What the task requires: Reproduce only this part of the listing: the line with "return Ok(self);", plus every line after it through the last.

^^^^^^^^

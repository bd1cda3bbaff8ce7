//! Structured schema violations.

use std::fmt;

/// A single validation violation with structured context.
#[derive(Debug, Clone, PartialEq, Eq)]
pub struct Violation {
    /// JSON Pointer path to the violating field in the instance.
    pub instance_path: String,
    /// JSON Pointer path within the schema that triggered the error.
    pub schema_path: String,
    /// Human-readable description of the violation.
    pub message: String,
}

impl Violation {
    /// A violation reported against the whole instance.
    pub fn at_root(schema_path: impl Into<String>, message: impl Into<String>) -> Self {
        Self {
            instance_path: String::new(),
            schema_path: schema_path.into(),
            message: message.into(),
        }
    }
}

impl fmt::Display for Violation {
    fn fmt(&self, f: &mut fmt::Formatter<'_>) -> fmt::Result {
        if self.instance_path.is_empty() {
            write!(f, "(root): {}", self.message)
        } else {
            write!(f, "{}: {}", self.instance_path, self.message)
        }
    }
}

/// Every violation found in one payload, in the order the validator
/// reported them. Empty means the payload conforms.
#[derive(Debug, Clone, Default, PartialEq, Eq)]
pub struct Violations {
    violations: Vec<Violation>,
}

impl Violations {
    /// No violations.
    pub fn none() -> Self {
        Self::default()
    }

    /// Returns the number of violations.
    pub fn len(&self) -> usize {
        self.violations.len()
    }

    /// Returns true if there are no violations.
    pub fn is_empty(&self) -> bool {
        self.violations.is_empty()
    }

    /// Returns a slice of all violations.
    pub fn violations(&self) -> &[Violation] {
        &self.violations
    }

    /// Iterate over the violations.
    pub fn iter(&self) -> std::slice::Iter<'_, Violation> {
        self.violations.iter()
    }

    /// Consumes self and returns the inner Vec.
    pub fn into_inner(self) -> Vec<Violation> {
        self.violations
    }
}

impl FromIterator<Violation> for Violations {
    fn from_iter<I: IntoIterator<Item = Violation>>(iter: I) -> Self {
        Self {
            violations: iter.into_iter().collect(),
        }
    }
}

impl IntoIterator for Violations {
    type Item = Violation;
    type IntoIter = std::vec::IntoIter<Violation>;

    fn into_iter(self) -> Self::IntoIter {
        self.violations.into_iter()
    }
}

impl<'a> IntoIterator for &'a Violations {
    type Item = &'a Violation;
    type IntoIter = std::slice::Iter<'a, Violation>;

    fn into_iter(self) -> Self::IntoIter {
        self.violations.iter()
    }
}

impl fmt::Display for Violations {
    fn fmt(&self, f: &mut fmt::Formatter<'_>) -> fmt::Result {
        for (i, v) in self.violations.iter().enumerate() {
            if i > 0 {
                writeln!(f)?;
            }
            write!(f, "  {v}")?;
        }
        Ok(())
    }
}

#[cfg(test)]
mod tests {
    use super::*;

    #[test]
    fn test_violation_display_format() {
        let v = Violation {
            instance_path: "/items/0/price".to_string(),
            schema_path: "/properties/items/items/properties/price/type".to_string(),
            message: r#""12" is not of type "integer""#.to_string(),
        };
        let display = v.to_string();
        assert!(display.starts_with("/items/0/price"));
        assert!(display.contains("is not of type"));
    }

    #[test]
    fn test_violation_display_root() {
        let v = Violation::at_root("/required", r#""id" is a required property"#);
        assert!(v.to_string().contains("(root)"));
    }

    #[test]
    fn test_violations_display_one_per_line() {
        let violations: Violations = vec![
            Violation::at_root("/required", "first"),
            Violation::at_root("/type", "second"),
        ]
        .into_iter()
        .collect();
        let display = violations.to_string();
        assert_eq!(display.lines().count(), 2);
        assert_eq!(violations.len(), 2);
    }

    #[test]
    fn test_none_is_empty() {
        assert!(Violations::none().is_empty());
        assert_eq!(Violations::none().to_string(), "");
    }
}
//! # HTTP Verbs
//!
//! The `HttpMethod` enum is the one definition of the verbs an endpoint
//! declaration may use. Parsing is case-insensitive so recorded exchanges
//! that carry lowercase verbs still resolve.

use serde::{Deserialize, Deserializer, Serialize};
use std::str::FromStr;

/// A standard HTTP verb.
///
/// Serializes as the uppercase wire name; deserializes through [`FromStr`],
/// so any casing is accepted.
#[derive(Debug, Clone, Copy, PartialEq, Eq, Hash, PartialOrd, Ord, Serialize)]
#[serde(rename_all = "UPPERCASE")]
pub enum HttpMethod {
    /// `GET`
    Get,
    /// `HEAD`
    Head,
    /// `POST`
    Post,
    /// `PUT`
    Put,
    /// `PATCH`
    Patch,
    /// `DELETE`
    Delete,
    /// `OPTIONS`
    Options,
    /// `TRACE`
    Trace,
    /// `CONNECT`
    Connect,
}

impl HttpMethod {
    /// Returns every verb in canonical order.
    pub fn all() -> &'static [HttpMethod] {
        &[
            Self::Get,
            Self::Head,
            Self::Post,
            Self::Put,
            Self::Patch,
            Self::Delete,
            Self::Options,
            Self::Trace,
            Self::Connect,
        ]
    }

    /// Returns the uppercase wire name.
    pub fn as_str(&self) -> &'static str {
        match self {
            Self::Get => "GET",
            Self::Head => "HEAD",
            Self::Post => "POST",
            Self::Put => "PUT",
            Self::Patch => "PATCH",
            Self::Delete => "DELETE",
            Self::Options => "OPTIONS",
            Self::Trace => "TRACE",
            Self::Connect => "CONNECT",
        }
    }
}

impl std::fmt::Display for HttpMethod {
    fn fmt(&self, f: &mut std::fmt::Formatter<'_>) -> std::fmt::Result {
        f.write_str(self.as_str())
    }
}

/// Error returned when a string names no known verb.
#[derive(Debug, Clone, PartialEq, Eq, thiserror::Error)]
#[error("unknown HTTP method: {0:?}")]
pub struct UnknownMethod(pub String);

impl FromStr for HttpMethod {
    type Err = UnknownMethod;

    fn from_str(s: &str) -> Result<Self, Self::Err> {
        Self::all()
            .iter()
            .copied()
            .find(|m| m.as_str().eq_ignore_ascii_case(s.trim()))
            .ok_or_else(|| UnknownMethod(s.to_string()))
    }
}

impl<'de> Deserialize<'de> for HttpMethod {
    fn deserialize<D: Deserializer<'de>>(deserializer: D) -> Result<Self, D::Error> {
        let raw = String::deserialize(deserializer)?;
        raw.parse().map_err(serde::de::Error::custom)
    }
}

#[cfg(test)]
mod tests {
    use super::*;

    #[test]
    fn test_as_str_roundtrip() {
        for method in HttpMethod::all() {
            let parsed: HttpMethod = method.as_str().parse().unwrap();
            assert_eq!(*method, parsed);
        }
    }

    #[test]
    fn test_parse_is_case_insensitive() {
        assert_eq!("get".parse::<HttpMethod>().unwrap(), HttpMethod::Get);
        assert_eq!("Patch".parse::<HttpMethod>().unwrap(), HttpMethod::Patch);
        assert_eq!(" delete ".parse::<HttpMethod>().unwrap(), HttpMethod::Delete);
    }

    #[test]
    fn test_parse_rejects_unknown() {
        assert!("FETCH".parse::<HttpMethod>().is_err());
        assert!("".parse::<HttpMethod>().is_err());
    }

    #[test]
    fn test_serde_uses_uppercase() {
        let json = serde_json::to_string(&HttpMethod::Delete).unwrap();
        assert_eq!(json, "\"DELETE\"");
        let parsed: HttpMethod = serde_json::from_str("\"OPTIONS\"").unwrap();
        assert_eq!(parsed, HttpMethod::Options);
    }

    #[test]
    fn test_deserialize_any_casing() {
        let parsed: HttpMethod = serde_json::from_str("\"get\"").unwrap();
        assert_eq!(parsed, HttpMethod::Get);
        let parsed: HttpMethod = serde_json::from_str("\"Patch\"").unwrap();
        assert_eq!(parsed, HttpMethod::Patch);
        let err = serde_json::from_str::<HttpMethod>("\"fetch\"").unwrap_err();
        assert!(err.to_string().contains("unknown HTTP method"));
    }
}
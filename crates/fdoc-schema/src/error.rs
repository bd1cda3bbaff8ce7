//! Schema errors.

use thiserror::Error;

/// Error raised while building a [`Schema`](crate::Schema).
///
/// These surface at load time: a fragment that cannot compile makes its
/// declaration unusable.
#[derive(Error, Debug)]
pub enum SchemaError {
    /// The fragment is not a valid JSON Schema.
    #[error("invalid schema fragment: {reason}")]
    InvalidFragment {
        /// Reason reported by the schema compiler.
        reason: String,
    },

    /// A YAML value has no JSON equivalent.
    #[error("YAML-to-JSON conversion failed: {0}")]
    Conversion(String),
}
//! # Decision Hook
//!
//! The embedding application decides what passes. The core computes the
//! facts (was the exchange documented, which bodies violated their
//! schemas) and hands them to a [`DecisionHook`].
//!
//! ## Design
//!
//! - The hook is never consulted for an undocumented response code. That
//!   failure is fixed.
//! - A hook that errors or panics does not abort validation; the
//!   [`DefaultPolicy`] decides instead.
//! - Any `Fn(&DecisionFacts) -> bool + Send + Sync` closure is a hook.

use thiserror::Error;

use crate::exchange::Exchange;
use crate::verdict::{BodyKind, Diagnostic};

/// What the hook gets to look at.
#[derive(Debug, Clone, Copy)]
pub struct DecisionFacts<'a> {
    /// The exchange under validation.
    pub exchange: &'a Exchange,
    /// An endpoint answered and the status is declared.
    pub documented: bool,
    /// Schema diagnostics for both bodies, request first.
    pub diagnostics: &'a [Diagnostic],
}

impl DecisionFacts<'_> {
    /// No body violated its schema.
    pub fn schema_valid(&self) -> bool {
        self.diagnostics.is_empty()
    }

    /// Diagnostics raised against one body.
    pub fn diagnostics_for(&self, body: BodyKind) -> impl Iterator<Item = &Diagnostic> {
        self.diagnostics.iter().filter(move |d| d.body == body)
    }
}

/// A hook could not reach a decision.
#[derive(Error, Debug, Clone, PartialEq, Eq)]
#[error("decision hook failed: {reason}")]
pub struct HookError {
    /// Human-readable cause.
    pub reason: String,
}

impl HookError {
    /// Error with the given cause.
    pub fn new(reason: impl Into<String>) -> Self {
        Self {
            reason: reason.into(),
        }
    }
}

/// Pass/fail strategy for documented exchanges and unmatched requests.
pub trait DecisionHook: Send + Sync {
    /// Return `Ok(true)` to pass the exchange.
    fn decide(&self, facts: &DecisionFacts<'_>) -> Result<bool, HookError>;
}

impl<F> DecisionHook for F
where
    F: Fn(&DecisionFacts<'_>) -> bool + Send + Sync,
{
    fn decide(&self, facts: &DecisionFacts<'_>) -> Result<bool, HookError> {
        Ok(self(facts))
    }
}

/// Success iff documented and schema-valid.
#[derive(Debug, Clone, Copy, Default)]
pub struct DefaultPolicy;

impl DefaultPolicy {
    /// Apply the policy without going through the trait.
    pub fn verdict(facts: &DecisionFacts<'_>) -> bool {
        facts.documented && facts.schema_valid()
    }
}

impl DecisionHook for DefaultPolicy {
    fn decide(&self, facts: &DecisionFacts<'_>) -> Result<bool, HookError> {
        Ok(Self::verdict(facts))
    }
}

/// Documentation completeness is advisory: an unmatched request passes,
/// schema violations still fail.
#[derive(Debug, Clone, Copy, Default)]
pub struct AdvisoryPolicy;

impl DecisionHook for AdvisoryPolicy {
    fn decide(&self, facts: &DecisionFacts<'_>) -> Result<bool, HookError> {
        Ok(facts.schema_valid())
    }
}
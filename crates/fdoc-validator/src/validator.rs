//! # Validator
//!
//! Checks one [`Exchange`] against a loaded service graph.
//!
//! ## Design
//!
//! 1. **Resolve.** Services are tried longest base path first; within a
//!    service the first matching endpoint wins. No match ends validation
//!    with [`Outcome::EndpointNotFound`].
//! 2. **Response code.** A status the endpoint does not declare ends
//!    validation with [`Outcome::UndocumentedResponseCode`]. This verdict
//!    always fails and the hook is not asked.
//! 3. **Bodies.** The request body (when enabled) and the response body are
//!    validated; every violation is collected.
//! 4. **Decide.** The configured [`DecisionHook`] turns the facts into
//!    pass/fail. Hook errors and panics fall back to [`DefaultPolicy`].
//!
//! The model is borrowed read-only and the validator holds no mutable
//! state, so one instance can serve concurrent callers.

use std::panic::{catch_unwind, AssertUnwindSafe};

use fdoc_core::{FdocResult, HttpMethod};
use fdoc_model::{Endpoint, MetaService, Service};
use serde_json::Value;
use tracing::{debug, warn};

use crate::config::ValidatorConfig;
use crate::decision::{DecisionFacts, DecisionHook, DefaultPolicy};
use crate::exchange::Exchange;
use crate::verdict::{BodyKind, Diagnostic, Outcome, Verdict};

/// Validation engine over a set of services.
#[derive(Debug)]
pub struct Validator<'a> {
    services: Vec<&'a Service>,
    config: ValidatorConfig,
}

impl<'a> Validator<'a> {
    /// Validate against `services`. Longer base paths are tried first;
    /// equal lengths keep the given order.
    pub fn new(services: impl IntoIterator<Item = &'a Service>, config: ValidatorConfig) -> Self {
        let mut services: Vec<&'a Service> = services.into_iter().collect();
        services.sort_by_key(|s| std::cmp::Reverse(s.base_path().len()));
        Self { services, config }
    }

    /// Validate against a single service.
    pub fn for_service(service: &'a Service, config: ValidatorConfig) -> Self {
        Self::new([service], config)
    }

    /// Validate against the services of one version of `meta` (the default
    /// version when `None`).
    ///
    /// # Errors
    ///
    /// `UnknownVersion` when `version` was not discovered.
    pub fn for_meta_service(
        meta: &'a MetaService,
        version: Option<&str>,
        config: ValidatorConfig,
    ) -> FdocResult<Self> {
        Ok(Self::new(meta.services(version)?, config))
    }

    pub fn config(&self) -> &ValidatorConfig {
        &self.config
    }

    /// Service and endpoint answering `method` on `url`.
    pub fn resolve(&self, method: HttpMethod, url: &str) -> Option<(&'a Service, &'a Endpoint)> {
        self.services
            .iter()
            .copied()
            .filter(|s| s.owns(url))
            .find_map(|s| s.find_endpoint(method, url).map(|e| (s, e)))
    }

    /// Validate a response without a recorded request body.
    pub fn validate_response(
        &self,
        method: HttpMethod,
        url: &str,
        status_code: u16,
        response_body: Option<Value>,
    ) -> Verdict {
        let mut exchange = Exchange::new(method, url, status_code);
        exchange.response_body = response_body;
        self.validate(&exchange)
    }

    /// Validate one exchange.
    pub fn validate(&self, exchange: &Exchange) -> Verdict {
        let mut verdict = Verdict {
            method: exchange.method,
            url: exchange.url.clone(),
            status: exchange.status_code,
            service: None,
            endpoint: None,
            outcome: Outcome::EndpointNotFound,
            documented: false,
            success: false,
        };

        let Some((service, endpoint)) = self.resolve(exchange.method, &exchange.url) else {
            debug!(method = %exchange.method, url = %exchange.url, "no endpoint answers exchange");
            verdict.success = self.decide(exchange, false, &[]);
            return verdict;
        };
        verdict.service = Some(service.slug_name().to_string());
        verdict.endpoint = Some(service.endpoint_url(endpoint));

        let Some(response) = endpoint.response_code(exchange.status_code) else {
            warn!(
                method = %exchange.method,
                url = %exchange.url,
                status = exchange.status_code,
                endpoint = %endpoint.source().display(),
                "undocumented response code"
            );
            verdict.outcome = Outcome::UndocumentedResponseCode {
                status: exchange.status_code,
            };
            return verdict;
        };

        let policy = self.config.absent_schema_policy;
        let mut diagnostics = Vec::new();
        if self.config.validate_requests {
            let request = endpoint
                .request_schema()
                .validate(exchange.request_body.as_ref(), policy);
            diagnostics.extend(tag(BodyKind::Request, request));
        }
        let body = response.validate(exchange.response_body.as_ref(), policy);
        diagnostics.extend(tag(BodyKind::Response, body));

        verdict.documented = true;
        verdict.success = self.decide(exchange, true, &diagnostics);
        verdict.outcome = if diagnostics.is_empty() {
            Outcome::Ok
        } else {
            debug!(
                method = %exchange.method,
                url = %exchange.url,
                violations = diagnostics.len(),
                "schema violations"
            );
            Outcome::SchemaViolations(diagnostics)
        };
        verdict
    }

    fn decide(&self, exchange: &Exchange, documented: bool, diagnostics: &[Diagnostic]) -> bool {
        let facts = DecisionFacts {
            exchange,
            documented,
            diagnostics,
        };
        let hook = self.config.hook();
        match catch_unwind(AssertUnwindSafe(|| DecisionHook::decide(hook, &facts))) {
            Ok(Ok(decision)) => decision,
            Ok(Err(err)) => {
                warn!(error = %err, "decision hook failed, using default policy");
                DefaultPolicy::verdict(&facts)
            }
            Err(_) => {
                warn!("decision hook panicked, using default policy");
                DefaultPolicy::verdict(&facts)
            }
        }
    }
}

fn tag(body: BodyKind, violations: fdoc_schema::Violations) -> impl Iterator<Item = Diagnostic> {
    violations
        .into_iter()
        .map(move |violation| Diagnostic { body, violation })
}
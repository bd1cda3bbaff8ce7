//! # Verdicts
//!
//! The transient result of validating one exchange. A [`Verdict`] is
//! produced per call and never cached.

use std::fmt;

use fdoc_core::HttpMethod;
use fdoc_schema::Violation;

use crate::error::ValidationFailure;

/// Which body a diagnostic was raised against.
#[derive(Debug, Clone, Copy, PartialEq, Eq, Hash)]
pub enum BodyKind {
    Request,
    Response,
}

impl fmt::Display for BodyKind {
    fn fmt(&self, f: &mut fmt::Formatter<'_>) -> fmt::Result {
        match self {
            Self::Request => f.write_str("request body"),
            Self::Response => f.write_str("response body"),
        }
    }
}

/// One schema violation, tagged with the body it came from.
#[derive(Debug, Clone, PartialEq, Eq)]
pub struct Diagnostic {
    pub body: BodyKind,
    pub violation: Violation,
}

impl fmt::Display for Diagnostic {
    fn fmt(&self, f: &mut fmt::Formatter<'_>) -> fmt::Result {
        write!(f, "{}: {}", self.body, self.violation)
    }
}

/// What validation found, independent of the pass/fail decision.
#[derive(Debug, Clone, PartialEq, Eq)]
pub enum Outcome {
    /// No service/endpoint answers the exchange's method and URL.
    EndpointNotFound,
    /// The endpoint exists but never declares the returned status.
    UndocumentedResponseCode { status: u16 },
    /// Documented, but at least one body does not conform.
    SchemaViolations(Vec<Diagnostic>),
    /// Documented and every body conforms.
    Ok,
}

impl Outcome {
    /// Short machine-friendly label.
    pub fn kind(&self) -> &'static str {
        match self {
            Self::EndpointNotFound => "endpoint_not_found",
            Self::UndocumentedResponseCode { .. } => "undocumented_response_code",
            Self::SchemaViolations(_) => "schema_violations",
            Self::Ok => "ok",
        }
    }
}

/// Result of validating one exchange.
#[derive(Debug, Clone, PartialEq, Eq)]
pub struct Verdict {
    /// Request verb.
    pub method: HttpMethod,
    /// Request URL as given.
    pub url: String,
    /// Response status.
    pub status: u16,
    /// Slug of the service that answered, when one did.
    pub service: Option<String>,
    /// Full URL pattern of the matched endpoint, when one did.
    pub endpoint: Option<String>,
    /// What validation found.
    pub outcome: Outcome,
    /// Endpoint found and status declared.
    pub documented: bool,
    /// Final pass/fail, as decided by the configured policy.
    pub success: bool,
}

impl Verdict {
    /// Schema diagnostics, empty unless the outcome is
    /// [`Outcome::SchemaViolations`].
    pub fn diagnostics(&self) -> &[Diagnostic] {
        match &self.outcome {
            Outcome::SchemaViolations(diagnostics) => diagnostics,
            _ => &[],
        }
    }

    /// True when no body violated its schema.
    pub fn schema_valid(&self) -> bool {
        self.diagnostics().is_empty()
    }

    /// Convert a failed verdict into its error.
    ///
    /// An undocumented response code is always an error. Other outcomes
    /// are errors only when the policy decided against them.
    pub fn into_result(self) -> Result<Verdict, ValidationFailure> {
        if let Outcome::UndocumentedResponseCode { status } = self.outcome {
            return Err(ValidationFailure::UndocumentedResponseCode {
                method: self.method,
                url: self.url,
                status,
                endpoint: self.endpoint.unwrap_or_default(),
            });
        }
        if self.success {
            return Ok(self);
        }
        Err(match self.outcome {
            Outcome::EndpointNotFound => ValidationFailure::EndpointNotFound {
                method: self.method,
                url: self.url,
            },
            Outcome::SchemaViolations(diagnostics) => ValidationFailure::SchemaViolations {
                method: self.method,
                url: self.url,
                status: self.status,
                diagnostics,
            },
            Outcome::Ok | Outcome::UndocumentedResponseCode { .. } => ValidationFailure::Rejected {
                method: self.method,
                url: self.url,
                status: self.status,
            },
        })
    }
}

impl fmt::Display for Verdict {
    fn fmt(&self, f: &mut fmt::Formatter<'_>) -> fmt::Result {
        let mark = if self.success { "PASS" } else { "FAIL" };
        write!(f, "{mark} {} {} -> {}: {}", self.method, self.url, self.status, self.outcome.kind())?;
        if let Some(endpoint) = &self.endpoint {
            match &self.service {
                Some(service) => write!(f, " [{service} {endpoint}]")?,
                None => write!(f, " [{endpoint}]")?,
            }
        }
        for diagnostic in self.diagnostics() {
            write!(f, "\n  {diagnostic}")?;
        }
        Ok(())
    }
}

^^^^^^^^

Solution:
            return Ok(self);
        }
        Err(match self.outcome {
            Outcome::EndpointNotFound => ValidationFailure::EndpointNotFound {
                method: self.method,
                url: self.url,
            },
            Outcome::SchemaViolations(diagnostics) => ValidationFailure::SchemaViolations {
                method: self.method,
                url: self.url,
                status: self.status,
                diagnostics,
            },
            Outcome::Ok | Outcome::UndocumentedResponseCode { .. } => ValidationFailure::Rejected {
                method: self.method,
                url: self.url,
                status: self.status,
            },
        })
    }
}

impl fmt::Display for Verdict {
    fn fmt(&self, f: &mut fmt::Formatter<'_>) -> fmt::Result {
        let mark = if self.success { "PASS" } else { "FAIL" };
        write!(f, "{mark} {} {} -> {}: {}", self.method, self.url, self.status, self.outcome.kind())?;
        if let Some(endpoint) = &self.endpoint {
            match &self.service {
                Some(service) => write!(f, " [{service} {endpoint}]")?,
                None => write!(f, " [{endpoint}]")?,
            }
        }
        for diagnostic in self.diagnostics() {
            write!(f, "\n  {diagnostic}")?;
        }
        Ok(())
    }
}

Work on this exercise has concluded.